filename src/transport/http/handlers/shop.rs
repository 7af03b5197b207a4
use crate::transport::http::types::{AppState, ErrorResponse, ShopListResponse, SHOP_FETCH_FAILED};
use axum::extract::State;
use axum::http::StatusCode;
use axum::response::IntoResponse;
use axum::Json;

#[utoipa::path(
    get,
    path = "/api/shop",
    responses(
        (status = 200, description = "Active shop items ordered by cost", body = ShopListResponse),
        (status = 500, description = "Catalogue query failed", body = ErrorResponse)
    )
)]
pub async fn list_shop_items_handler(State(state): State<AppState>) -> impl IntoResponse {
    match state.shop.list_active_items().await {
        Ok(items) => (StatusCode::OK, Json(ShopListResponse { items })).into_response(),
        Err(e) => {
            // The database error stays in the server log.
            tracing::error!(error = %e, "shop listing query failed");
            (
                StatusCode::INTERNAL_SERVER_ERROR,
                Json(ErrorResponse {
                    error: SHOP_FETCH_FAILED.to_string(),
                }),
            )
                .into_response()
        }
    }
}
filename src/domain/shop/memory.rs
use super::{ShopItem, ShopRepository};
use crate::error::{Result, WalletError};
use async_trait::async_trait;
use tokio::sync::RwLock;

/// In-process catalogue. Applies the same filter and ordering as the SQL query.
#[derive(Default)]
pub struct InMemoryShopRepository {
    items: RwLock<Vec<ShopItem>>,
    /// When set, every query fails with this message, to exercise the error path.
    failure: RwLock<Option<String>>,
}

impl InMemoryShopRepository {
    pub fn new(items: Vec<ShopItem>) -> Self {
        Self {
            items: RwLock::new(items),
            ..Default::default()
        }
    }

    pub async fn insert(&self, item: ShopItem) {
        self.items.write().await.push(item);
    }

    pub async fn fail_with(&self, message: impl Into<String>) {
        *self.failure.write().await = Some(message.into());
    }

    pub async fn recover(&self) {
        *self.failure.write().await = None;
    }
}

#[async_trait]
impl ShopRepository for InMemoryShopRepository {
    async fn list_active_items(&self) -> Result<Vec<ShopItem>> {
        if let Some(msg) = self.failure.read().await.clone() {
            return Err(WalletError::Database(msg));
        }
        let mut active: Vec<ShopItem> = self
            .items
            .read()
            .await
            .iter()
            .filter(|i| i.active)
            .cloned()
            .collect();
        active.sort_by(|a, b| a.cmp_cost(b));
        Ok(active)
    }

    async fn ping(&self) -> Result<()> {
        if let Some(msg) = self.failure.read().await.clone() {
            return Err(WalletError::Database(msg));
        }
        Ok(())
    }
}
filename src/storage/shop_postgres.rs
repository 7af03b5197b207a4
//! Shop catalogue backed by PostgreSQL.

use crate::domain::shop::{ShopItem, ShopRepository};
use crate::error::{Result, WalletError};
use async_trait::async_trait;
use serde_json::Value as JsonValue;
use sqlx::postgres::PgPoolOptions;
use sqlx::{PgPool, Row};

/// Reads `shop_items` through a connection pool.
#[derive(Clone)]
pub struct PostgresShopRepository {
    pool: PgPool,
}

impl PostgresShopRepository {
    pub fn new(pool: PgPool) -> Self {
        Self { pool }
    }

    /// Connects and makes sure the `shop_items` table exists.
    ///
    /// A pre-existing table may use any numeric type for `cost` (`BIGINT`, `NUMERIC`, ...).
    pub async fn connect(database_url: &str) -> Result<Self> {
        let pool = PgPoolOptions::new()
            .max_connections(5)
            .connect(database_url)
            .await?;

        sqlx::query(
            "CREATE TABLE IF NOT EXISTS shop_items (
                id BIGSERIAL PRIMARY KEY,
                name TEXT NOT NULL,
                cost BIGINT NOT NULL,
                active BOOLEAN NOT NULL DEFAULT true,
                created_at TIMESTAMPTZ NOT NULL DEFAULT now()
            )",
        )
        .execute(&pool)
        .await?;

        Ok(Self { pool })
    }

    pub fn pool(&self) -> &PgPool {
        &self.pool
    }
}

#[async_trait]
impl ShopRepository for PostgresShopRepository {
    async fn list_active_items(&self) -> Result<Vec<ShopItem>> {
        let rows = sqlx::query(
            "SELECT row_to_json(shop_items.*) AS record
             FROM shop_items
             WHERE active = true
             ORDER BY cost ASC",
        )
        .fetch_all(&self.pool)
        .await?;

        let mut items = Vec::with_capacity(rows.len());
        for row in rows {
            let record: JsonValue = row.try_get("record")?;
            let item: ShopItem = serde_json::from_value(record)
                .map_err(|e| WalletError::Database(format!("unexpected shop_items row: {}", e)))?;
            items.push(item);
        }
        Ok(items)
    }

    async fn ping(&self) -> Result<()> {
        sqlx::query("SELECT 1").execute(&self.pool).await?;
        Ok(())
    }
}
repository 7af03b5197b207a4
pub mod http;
...
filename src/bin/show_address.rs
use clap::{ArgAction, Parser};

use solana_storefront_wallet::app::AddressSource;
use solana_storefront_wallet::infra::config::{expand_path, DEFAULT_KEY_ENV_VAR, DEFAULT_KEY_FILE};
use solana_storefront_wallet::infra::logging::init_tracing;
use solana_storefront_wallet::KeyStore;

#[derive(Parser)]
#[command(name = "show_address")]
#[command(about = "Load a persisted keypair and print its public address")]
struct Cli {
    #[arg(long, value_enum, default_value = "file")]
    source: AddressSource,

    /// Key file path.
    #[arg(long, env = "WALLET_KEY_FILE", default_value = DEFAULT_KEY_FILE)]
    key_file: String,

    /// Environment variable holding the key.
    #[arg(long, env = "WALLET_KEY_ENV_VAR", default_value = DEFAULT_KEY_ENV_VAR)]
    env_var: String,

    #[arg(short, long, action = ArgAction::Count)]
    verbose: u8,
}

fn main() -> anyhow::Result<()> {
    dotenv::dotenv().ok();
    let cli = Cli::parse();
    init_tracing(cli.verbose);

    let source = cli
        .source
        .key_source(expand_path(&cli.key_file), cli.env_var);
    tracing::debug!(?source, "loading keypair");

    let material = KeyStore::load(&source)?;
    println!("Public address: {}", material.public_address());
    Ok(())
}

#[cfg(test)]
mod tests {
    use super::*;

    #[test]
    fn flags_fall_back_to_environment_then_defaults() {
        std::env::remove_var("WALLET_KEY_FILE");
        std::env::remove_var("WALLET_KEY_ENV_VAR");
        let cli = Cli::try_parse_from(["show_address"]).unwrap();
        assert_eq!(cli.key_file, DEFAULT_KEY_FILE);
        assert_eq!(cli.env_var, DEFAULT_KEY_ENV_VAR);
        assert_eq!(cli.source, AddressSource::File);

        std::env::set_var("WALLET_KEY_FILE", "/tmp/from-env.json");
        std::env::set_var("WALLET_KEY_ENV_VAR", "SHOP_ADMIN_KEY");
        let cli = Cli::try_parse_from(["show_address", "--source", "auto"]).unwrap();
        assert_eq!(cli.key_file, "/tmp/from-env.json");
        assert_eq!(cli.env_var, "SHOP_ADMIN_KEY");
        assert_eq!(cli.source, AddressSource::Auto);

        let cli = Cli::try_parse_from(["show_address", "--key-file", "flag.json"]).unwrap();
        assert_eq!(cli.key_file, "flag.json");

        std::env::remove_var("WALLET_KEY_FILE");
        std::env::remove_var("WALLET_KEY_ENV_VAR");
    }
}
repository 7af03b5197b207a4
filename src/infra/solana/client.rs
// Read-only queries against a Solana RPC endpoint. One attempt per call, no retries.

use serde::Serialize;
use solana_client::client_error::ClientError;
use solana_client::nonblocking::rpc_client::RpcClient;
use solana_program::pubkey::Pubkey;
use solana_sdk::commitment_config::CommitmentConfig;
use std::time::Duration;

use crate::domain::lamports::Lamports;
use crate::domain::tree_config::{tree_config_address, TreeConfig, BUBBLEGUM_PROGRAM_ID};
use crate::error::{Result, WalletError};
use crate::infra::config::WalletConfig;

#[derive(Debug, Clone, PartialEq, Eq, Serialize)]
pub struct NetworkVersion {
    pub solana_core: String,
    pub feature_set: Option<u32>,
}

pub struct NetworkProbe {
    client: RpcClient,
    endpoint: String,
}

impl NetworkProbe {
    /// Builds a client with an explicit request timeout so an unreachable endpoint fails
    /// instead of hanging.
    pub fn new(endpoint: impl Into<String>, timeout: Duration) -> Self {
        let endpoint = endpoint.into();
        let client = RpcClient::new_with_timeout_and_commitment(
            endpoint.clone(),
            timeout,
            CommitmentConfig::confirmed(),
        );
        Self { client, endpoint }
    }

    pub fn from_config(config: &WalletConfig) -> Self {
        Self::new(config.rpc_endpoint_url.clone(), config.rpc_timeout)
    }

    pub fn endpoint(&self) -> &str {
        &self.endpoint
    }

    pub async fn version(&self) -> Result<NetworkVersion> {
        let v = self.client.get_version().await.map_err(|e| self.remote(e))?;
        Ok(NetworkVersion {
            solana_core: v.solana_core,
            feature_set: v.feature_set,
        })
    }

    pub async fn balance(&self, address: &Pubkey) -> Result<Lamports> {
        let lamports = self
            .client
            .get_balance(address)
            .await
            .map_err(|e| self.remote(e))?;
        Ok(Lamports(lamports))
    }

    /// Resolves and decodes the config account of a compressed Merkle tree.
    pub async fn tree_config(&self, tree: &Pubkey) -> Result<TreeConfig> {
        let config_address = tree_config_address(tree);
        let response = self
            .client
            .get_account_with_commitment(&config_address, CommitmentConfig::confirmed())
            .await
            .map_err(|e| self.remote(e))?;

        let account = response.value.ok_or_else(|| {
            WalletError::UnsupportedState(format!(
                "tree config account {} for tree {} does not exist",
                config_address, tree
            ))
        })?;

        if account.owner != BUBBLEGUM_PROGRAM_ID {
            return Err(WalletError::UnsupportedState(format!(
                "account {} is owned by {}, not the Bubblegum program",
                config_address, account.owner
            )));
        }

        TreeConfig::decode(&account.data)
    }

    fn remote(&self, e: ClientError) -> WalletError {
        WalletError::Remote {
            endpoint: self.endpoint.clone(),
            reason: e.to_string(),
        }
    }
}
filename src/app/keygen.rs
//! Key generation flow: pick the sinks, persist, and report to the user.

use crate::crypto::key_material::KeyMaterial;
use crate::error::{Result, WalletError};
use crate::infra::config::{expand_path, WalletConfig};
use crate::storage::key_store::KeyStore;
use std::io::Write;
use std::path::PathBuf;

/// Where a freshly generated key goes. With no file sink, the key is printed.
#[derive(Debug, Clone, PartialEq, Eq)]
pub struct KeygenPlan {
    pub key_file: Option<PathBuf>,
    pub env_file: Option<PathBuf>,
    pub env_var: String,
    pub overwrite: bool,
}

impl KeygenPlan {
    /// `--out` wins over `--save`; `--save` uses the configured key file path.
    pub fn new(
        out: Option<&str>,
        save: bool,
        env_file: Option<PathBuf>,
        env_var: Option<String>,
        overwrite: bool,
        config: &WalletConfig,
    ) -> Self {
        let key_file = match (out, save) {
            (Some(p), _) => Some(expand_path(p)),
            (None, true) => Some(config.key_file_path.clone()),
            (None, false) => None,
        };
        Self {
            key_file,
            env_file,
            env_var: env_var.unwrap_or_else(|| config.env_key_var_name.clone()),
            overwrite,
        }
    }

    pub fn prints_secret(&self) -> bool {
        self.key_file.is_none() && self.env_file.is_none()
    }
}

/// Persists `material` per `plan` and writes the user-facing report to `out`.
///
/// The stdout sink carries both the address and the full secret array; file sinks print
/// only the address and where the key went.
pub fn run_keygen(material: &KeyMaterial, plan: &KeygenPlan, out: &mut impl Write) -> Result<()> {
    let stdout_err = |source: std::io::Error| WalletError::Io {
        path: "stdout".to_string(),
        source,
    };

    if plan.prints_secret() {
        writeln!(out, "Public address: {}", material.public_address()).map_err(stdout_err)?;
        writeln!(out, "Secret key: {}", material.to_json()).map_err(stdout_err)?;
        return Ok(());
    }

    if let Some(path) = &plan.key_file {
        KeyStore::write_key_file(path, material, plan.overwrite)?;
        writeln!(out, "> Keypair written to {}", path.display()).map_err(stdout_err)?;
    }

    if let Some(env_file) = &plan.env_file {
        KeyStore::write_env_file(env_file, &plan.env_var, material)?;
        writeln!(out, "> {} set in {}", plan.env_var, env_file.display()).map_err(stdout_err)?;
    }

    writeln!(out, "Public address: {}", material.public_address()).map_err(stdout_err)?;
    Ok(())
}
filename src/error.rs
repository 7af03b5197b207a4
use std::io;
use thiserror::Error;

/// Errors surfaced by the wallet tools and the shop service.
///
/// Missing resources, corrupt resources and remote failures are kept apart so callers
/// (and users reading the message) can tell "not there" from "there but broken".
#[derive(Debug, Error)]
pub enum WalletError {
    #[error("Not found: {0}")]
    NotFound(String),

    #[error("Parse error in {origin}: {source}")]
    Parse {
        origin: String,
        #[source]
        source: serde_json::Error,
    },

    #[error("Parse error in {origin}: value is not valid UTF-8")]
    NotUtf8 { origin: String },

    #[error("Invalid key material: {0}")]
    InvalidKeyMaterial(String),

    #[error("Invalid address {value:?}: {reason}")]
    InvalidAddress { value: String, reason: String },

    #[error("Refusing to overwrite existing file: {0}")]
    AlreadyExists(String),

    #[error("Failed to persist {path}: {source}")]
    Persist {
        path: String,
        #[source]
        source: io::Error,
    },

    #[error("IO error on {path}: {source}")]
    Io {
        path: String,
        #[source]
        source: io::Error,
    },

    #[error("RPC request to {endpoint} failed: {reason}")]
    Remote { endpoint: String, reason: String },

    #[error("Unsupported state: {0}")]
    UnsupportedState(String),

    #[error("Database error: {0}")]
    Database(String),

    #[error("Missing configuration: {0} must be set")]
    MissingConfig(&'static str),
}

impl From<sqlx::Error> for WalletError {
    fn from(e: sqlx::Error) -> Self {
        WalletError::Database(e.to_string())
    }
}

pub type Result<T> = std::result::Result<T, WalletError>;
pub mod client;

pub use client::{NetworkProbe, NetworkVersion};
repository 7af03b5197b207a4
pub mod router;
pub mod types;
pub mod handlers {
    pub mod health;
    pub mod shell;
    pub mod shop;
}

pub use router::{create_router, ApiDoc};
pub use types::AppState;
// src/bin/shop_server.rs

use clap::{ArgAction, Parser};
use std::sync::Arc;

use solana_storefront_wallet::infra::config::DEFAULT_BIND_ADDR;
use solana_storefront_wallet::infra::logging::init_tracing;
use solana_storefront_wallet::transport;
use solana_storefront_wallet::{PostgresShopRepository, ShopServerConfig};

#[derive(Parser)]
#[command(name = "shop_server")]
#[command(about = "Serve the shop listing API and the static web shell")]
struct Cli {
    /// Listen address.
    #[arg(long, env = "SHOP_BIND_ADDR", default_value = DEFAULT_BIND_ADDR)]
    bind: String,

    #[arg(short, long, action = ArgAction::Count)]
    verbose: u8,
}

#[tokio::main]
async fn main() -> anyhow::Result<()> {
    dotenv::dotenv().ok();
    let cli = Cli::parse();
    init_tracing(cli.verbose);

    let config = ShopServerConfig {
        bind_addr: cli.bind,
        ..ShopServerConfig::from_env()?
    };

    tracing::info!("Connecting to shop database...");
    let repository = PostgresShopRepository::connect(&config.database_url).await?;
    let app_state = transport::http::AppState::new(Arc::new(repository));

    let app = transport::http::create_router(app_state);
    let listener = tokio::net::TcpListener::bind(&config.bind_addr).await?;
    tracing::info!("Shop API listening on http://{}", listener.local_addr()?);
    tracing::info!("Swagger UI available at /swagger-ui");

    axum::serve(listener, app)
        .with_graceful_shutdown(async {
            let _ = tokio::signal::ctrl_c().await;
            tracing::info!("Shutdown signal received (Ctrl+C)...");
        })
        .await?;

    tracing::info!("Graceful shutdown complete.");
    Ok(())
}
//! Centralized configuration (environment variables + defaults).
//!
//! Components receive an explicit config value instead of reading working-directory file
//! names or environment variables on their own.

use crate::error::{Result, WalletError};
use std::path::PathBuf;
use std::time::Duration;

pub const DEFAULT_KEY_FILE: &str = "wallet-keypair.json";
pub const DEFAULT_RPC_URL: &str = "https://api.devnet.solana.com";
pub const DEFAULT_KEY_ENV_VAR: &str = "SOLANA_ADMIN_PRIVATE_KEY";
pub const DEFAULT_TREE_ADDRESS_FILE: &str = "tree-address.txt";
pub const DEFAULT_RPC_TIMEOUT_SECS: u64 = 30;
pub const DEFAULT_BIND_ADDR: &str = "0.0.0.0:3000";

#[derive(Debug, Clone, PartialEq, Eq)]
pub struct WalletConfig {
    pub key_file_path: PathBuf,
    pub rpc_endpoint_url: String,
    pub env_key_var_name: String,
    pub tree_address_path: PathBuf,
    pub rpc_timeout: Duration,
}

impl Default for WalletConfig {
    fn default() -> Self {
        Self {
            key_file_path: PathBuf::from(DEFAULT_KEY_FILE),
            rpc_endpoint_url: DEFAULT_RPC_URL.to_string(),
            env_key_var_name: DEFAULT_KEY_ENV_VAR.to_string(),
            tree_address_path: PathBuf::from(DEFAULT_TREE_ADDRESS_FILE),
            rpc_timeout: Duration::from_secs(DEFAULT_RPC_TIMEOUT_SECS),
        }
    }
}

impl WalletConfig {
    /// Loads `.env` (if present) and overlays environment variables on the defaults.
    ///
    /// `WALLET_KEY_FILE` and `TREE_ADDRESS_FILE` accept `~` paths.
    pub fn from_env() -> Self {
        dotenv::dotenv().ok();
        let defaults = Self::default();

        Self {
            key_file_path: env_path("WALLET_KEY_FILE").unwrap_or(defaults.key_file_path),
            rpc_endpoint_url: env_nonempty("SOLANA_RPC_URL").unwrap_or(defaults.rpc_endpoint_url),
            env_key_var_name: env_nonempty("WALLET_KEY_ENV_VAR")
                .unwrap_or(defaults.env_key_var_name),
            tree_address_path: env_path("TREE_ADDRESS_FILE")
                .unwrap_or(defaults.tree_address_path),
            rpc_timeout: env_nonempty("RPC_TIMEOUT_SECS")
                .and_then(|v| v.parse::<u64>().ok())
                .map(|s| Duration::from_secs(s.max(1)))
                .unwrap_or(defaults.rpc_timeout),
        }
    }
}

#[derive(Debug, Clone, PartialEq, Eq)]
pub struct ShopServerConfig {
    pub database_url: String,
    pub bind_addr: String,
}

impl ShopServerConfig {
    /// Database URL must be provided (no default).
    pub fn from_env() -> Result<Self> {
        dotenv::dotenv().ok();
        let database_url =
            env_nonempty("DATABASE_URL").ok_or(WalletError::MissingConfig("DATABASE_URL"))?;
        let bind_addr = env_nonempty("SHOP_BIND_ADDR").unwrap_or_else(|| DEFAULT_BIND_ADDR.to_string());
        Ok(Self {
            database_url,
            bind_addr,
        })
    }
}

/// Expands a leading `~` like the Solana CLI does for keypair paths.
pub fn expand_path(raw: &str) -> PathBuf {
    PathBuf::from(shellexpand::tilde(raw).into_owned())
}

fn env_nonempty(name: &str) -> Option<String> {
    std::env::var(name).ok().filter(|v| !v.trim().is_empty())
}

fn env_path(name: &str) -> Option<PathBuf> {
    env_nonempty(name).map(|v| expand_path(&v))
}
...
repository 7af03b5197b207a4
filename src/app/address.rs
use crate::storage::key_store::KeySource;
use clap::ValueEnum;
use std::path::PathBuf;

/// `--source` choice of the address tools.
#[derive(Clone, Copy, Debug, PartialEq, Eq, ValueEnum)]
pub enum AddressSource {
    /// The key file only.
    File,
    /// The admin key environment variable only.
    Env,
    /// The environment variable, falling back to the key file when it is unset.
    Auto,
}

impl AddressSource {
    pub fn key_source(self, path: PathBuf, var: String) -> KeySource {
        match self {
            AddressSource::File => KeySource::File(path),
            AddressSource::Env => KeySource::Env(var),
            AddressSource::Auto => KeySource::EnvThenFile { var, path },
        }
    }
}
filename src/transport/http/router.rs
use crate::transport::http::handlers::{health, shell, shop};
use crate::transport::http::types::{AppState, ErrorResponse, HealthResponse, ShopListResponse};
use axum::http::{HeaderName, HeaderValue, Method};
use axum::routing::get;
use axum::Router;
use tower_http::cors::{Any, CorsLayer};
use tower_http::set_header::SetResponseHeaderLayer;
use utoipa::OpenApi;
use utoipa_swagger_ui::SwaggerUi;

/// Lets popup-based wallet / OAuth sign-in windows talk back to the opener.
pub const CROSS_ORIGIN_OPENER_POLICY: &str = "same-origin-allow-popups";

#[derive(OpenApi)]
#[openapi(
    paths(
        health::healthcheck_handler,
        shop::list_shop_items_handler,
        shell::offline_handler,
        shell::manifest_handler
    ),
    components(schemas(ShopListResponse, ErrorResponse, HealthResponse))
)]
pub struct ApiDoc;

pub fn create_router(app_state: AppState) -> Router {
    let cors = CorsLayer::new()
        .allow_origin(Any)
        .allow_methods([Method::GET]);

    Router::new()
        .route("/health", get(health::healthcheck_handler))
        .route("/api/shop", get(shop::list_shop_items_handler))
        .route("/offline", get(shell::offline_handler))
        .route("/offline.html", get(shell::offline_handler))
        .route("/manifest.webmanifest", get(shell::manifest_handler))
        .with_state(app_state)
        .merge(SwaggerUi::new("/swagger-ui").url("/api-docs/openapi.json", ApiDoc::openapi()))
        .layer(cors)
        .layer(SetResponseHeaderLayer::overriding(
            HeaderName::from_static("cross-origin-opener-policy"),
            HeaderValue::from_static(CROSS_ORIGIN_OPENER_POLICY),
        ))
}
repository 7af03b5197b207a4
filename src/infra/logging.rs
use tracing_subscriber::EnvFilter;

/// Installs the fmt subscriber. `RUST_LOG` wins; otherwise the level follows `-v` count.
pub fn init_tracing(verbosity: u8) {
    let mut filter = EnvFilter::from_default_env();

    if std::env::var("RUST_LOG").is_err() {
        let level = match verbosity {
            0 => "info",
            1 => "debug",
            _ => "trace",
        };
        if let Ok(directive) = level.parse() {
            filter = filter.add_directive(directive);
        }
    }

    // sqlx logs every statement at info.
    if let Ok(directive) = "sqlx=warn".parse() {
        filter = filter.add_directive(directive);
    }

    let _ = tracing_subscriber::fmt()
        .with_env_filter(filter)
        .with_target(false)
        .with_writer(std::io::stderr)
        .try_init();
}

## REQUIRED WORK
Scan the records above for the word "every". Show each line in which it appears.

## RESULT OF THE EXERCISE
    /// When set, every query fails with this message, to exercise the error path.
    // sqlx logs every statement at info.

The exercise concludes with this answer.